Graphical Symplectic Algebra

TL;DR

This paper develops a unified graphical language for affine Lagrangian relations and stabiliser quantum circuits, enabling concise reasoning about complex systems in classical mechanics and quantum information.

Contribution

It introduces a complete graphical presentation for affine Lagrangian and coisotropic relations, unifying classical and quantum systems through scalable graph-based notation.

Findings

Graphical languages for classical and quantum systems are unified.

Scalable notation simplifies reasoning about composite systems.
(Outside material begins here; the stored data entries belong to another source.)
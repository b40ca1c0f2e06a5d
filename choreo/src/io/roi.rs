//! Region-of-interest sub-parser for `<image_roi>` elements.

use roxmltree::Node;

use crate::core::errors::ConfigError;
use crate::core::types::Rect;
use crate::io::document::{elements, parse_field};

/// Parse `<x>`, `<y>`, `<width>`, `<height>` (in that order) into a [`Rect`].
pub fn parse_roi(node: Node<'_, '_>) -> Result<Rect, ConfigError> {
    let mut fields = elements(node);
    let x = parse_field(fields.next(), "x")?;
    let y = parse_field(fields.next(), "y")?;
    let width: i32 = parse_field(fields.next(), "width")?;
    let height: i32 = parse_field(fields.next(), "height")?;
    for (field, value) in [("width", width), ("height", height)] {
        if value < 0 {
            return Err(ConfigError::InvalidValue {
                field: field.to_string(),
                value: value.to_string(),
            });
        }
    }
    Ok(Rect {
        x,
        y,
        width,
        height,
    })
}

#[cfg(test)]
mod tests {
    use super::*;
    use roxmltree::Document;

    fn roi(xml: &str) -> Result<Rect, ConfigError> {
        let doc = Document::parse(xml).expect("xml");
        parse_roi(doc.root_element())
    }

    #[test]
    fn parses_rectangle() {
        let rect = roi("<image_roi><x>1</x><y>2</y><width>3</width><height>4</height></image_roi>")
            .expect("roi");
        assert_eq!(
            rect,
            Rect {
                x: 1,
                y: 2,
                width: 3,
                height: 4
            }
        );
    }

    #[test]
    fn missing_height_is_missing_field() {
        let err = roi("<image_roi><x>1</x><y>2</y><width>3</width></image_roi>").unwrap_err();
        assert!(matches!(err, ConfigError::MissingField(ref field) if field == "height"));
    }

    #[test]
    fn negative_width_is_invalid() {
        let err = roi("<image_roi><x>1</x><y>2</y><width>-3</width><height>4</height></image_roi>")
            .unwrap_err();
        assert!(matches!(err, ConfigError::InvalidValue { ref field, .. } if field == "width"));
    }

    #[test]
    fn fractional_coordinates_are_invalid() {
        let err = roi("<image_roi><x>1.5</x><y>2</y><width>3</width><height>4</height></image_roi>")
            .unwrap_err();
        assert!(matches!(err, ConfigError::InvalidValue { ref field, .. } if field == "x"));
    }
}
//! Development-time tracing.
//!
//! # Separation of Concerns
//!
//! - **Tracing (this module)**: Dev diagnostics via `RUST_LOG`, output to stderr.
//!   Not persisted.
//!
//! - **Run log (`io/run_log`)**: Product artifact in the configured log
//!   directory, filtered by the action document's logging level.

use tracing_subscriber::{EnvFilter, fmt, layer::SubscriberExt, util::SubscriberInitExt};

/// Initialize tracing subscriber for development logging.
///
/// Reads `RUST_LOG` env var. Defaults to `warn` if unset.
/// Output: stderr, compact format.
///
/// # Example
/// ```bash
/// RUST_LOG=choreo=debug choreo run --run TEST --alliance red
/// ```
pub fn init() {
    let filter = EnvFilter::try_from_default_env().unwrap_or_else(|_| EnvFilter::new("warn"));

    tracing_subscriber::registry()
        .with(filter)
        .with(fmt::layer().with_writer(std::io::stderr).compact())
        .init();
}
Impedance matrices are represented similarly to quantum graph states.

Abstract

We give complete presentations for the dagger-compact props of affine Lagrangian and coisotropic relations over an arbitrary field. This provides a unified family of graphical languages for both affinely constrained classical mechanical systems, as well as odd-prime-dimensional stabiliser quantum circuits. To this end, we present affine Lagrangian relations by a particular class of undirected coloured graphs. In order to reason about composite systems, we introduce a powerful scalable notation where the vertices of these graphs are themselves coloured by graphs. In the setting of stabiliser quantum mechanics, this scalable notation gives an extremely concise description of graph states, which can be composed via ``phased spider fusion.'' Likewise, in the classical mechanical setting of electrical circuits, we show that impedance matrices for reciprocal networks are presented in essentially the same way.